What a handsome little guy! I have one (buckskin) that I got from a well known breeder in my area, they were going to keep him for a buck, but didn;t really need another......they let me have him for a wether mate for my other wether......I'm thinking if the breeder could see him now at 7 months she would be upset for letting me have him for a wether.......I really know nothing about what to look for in bucks or any goat for that matter, but I can tell a nice looking goat and he is such a nice looking goat....he puts my other 3 wethers to shame.


----------



## StaceyRosado (Oct 5, 2007)

Ashely told me about all the other day -- how exciting


----------



## sweetgoats (Oct 18, 2007)

He is really nice. I love how he is built. Nice straight legs and a good wide chest.

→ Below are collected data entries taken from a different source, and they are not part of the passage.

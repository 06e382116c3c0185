//! Mathematical primitives for pose bookkeeping.
//!
//! Angle normalization and text-output helpers.

use std::f64::consts::PI;

/// Normalize angle to (-π, π].
///
/// # Example
/// ```
/// use dhruva_dataset::core::math::normalize_angle;
/// use std::f64::consts::PI;
///
/// assert!((normalize_angle(3.0 * PI) - PI).abs() < 1e-9);
/// assert!((normalize_angle(-PI) - PI).abs() < 1e-9);
/// ```
#[inline]
pub fn normalize_angle(angle: f64) -> f64 {
    let mut a = angle % (2.0 * PI);
    if a > PI {
        a -= 2.0 * PI;
    } else if a <= -PI {
        a += 2.0 * PI;
    }
    a
}

/// Replace negative zero with positive zero.
///
/// Keeps text output free of `-0` for values that are exactly zero.
#[inline]
pub fn canonical_zero(value: f64) -> f64 {
    if value == 0.0 { 0.0 } else { value }
}

#[cfg(test)]
mod tests {
    use super::*;
    use approx::assert_relative_eq;

    #[test]
    fn test_normalize_angle_zero() {
        assert_relative_eq!(normalize_angle(0.0), 0.0);
    }

    #[test]
    fn test_normalize_angle_boundary() {
        assert_relative_eq!(normalize_angle(PI), PI);
        assert_relative_eq!(normalize_angle(-PI), PI);
    }

    #[test]
    fn test_normalize_angle_wrap() {
        assert_relative_eq!(normalize_angle(2.0 * PI), 0.0, epsilon = 1e-12);
        assert_relative_eq!(normalize_angle(3.0 * PI), PI, epsilon = 1e-12);
        assert_relative_eq!(normalize_angle(-3.0 * PI + 0.1), -PI + 0.1, epsilon = 1e-12);
    }

    #[test]
    fn test_canonical_zero() {
        assert!(canonical_zero(-0.0).is_sign_positive());
        assert_eq!(canonical_zero(-1.5), -1.5);
    }

    #[test]
    fn test_normalize_handles_nan() {
        assert!(normalize_angle(f64::NAN).is_nan());
    }
}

Congratulations.


----------



## toth boer goats (Jul 20, 2008)

I really like him as well....very nice....  :greengrin:


----------



## shadycreekgoats (Mar 23, 2009)

Congrats!!!! :stars: His coloring is GORGEOUS!!  :drool:



ProctorHillFarm said:


> her mom spent the better part of the visit chasing him around the pen trying to catch the little bugger :slapfloor: so she could take a look at him,


 :slapfloor: He's beautiful!!!


----------



## RowdyKidz (Apr 2, 2009)

That's great!


----------



## ProctorHillFarm (May 15, 2008)

He is quite the hunk :wink: 
Thanks guys- I know we are all pretty excited about him!


----------



## ChestnutGrove (Apr 30, 2009)

What a lucky boy!!!! 

I agree with you - at her age you don't know if you have another year or will get another son. He is good looking! And he has wattles I see! From the sire's side?


----------



## ProctorHillFarm (May 15, 2008)

He got the wattles from his momma- he is actually the spitting image of her- down to the crooked white blaze on his face! :wink:

Here is just a pasture shot of her: http://www.proctorhill.com/nelliepage.htm


----------



## ChestnutGrove (Apr 30, 2009)

That is right - she does have wattles lols - I have seen her in person but forgot that she has wattles.

That is so cool how they both have that crooked blaze on the same side too!


----------



## poppypatch (May 30, 2009)

That would have been a crime for him not to have kept his jewels! Her half brother also has those other type of jewels called wattles.

Shannon
Poppy Patch Farm


----------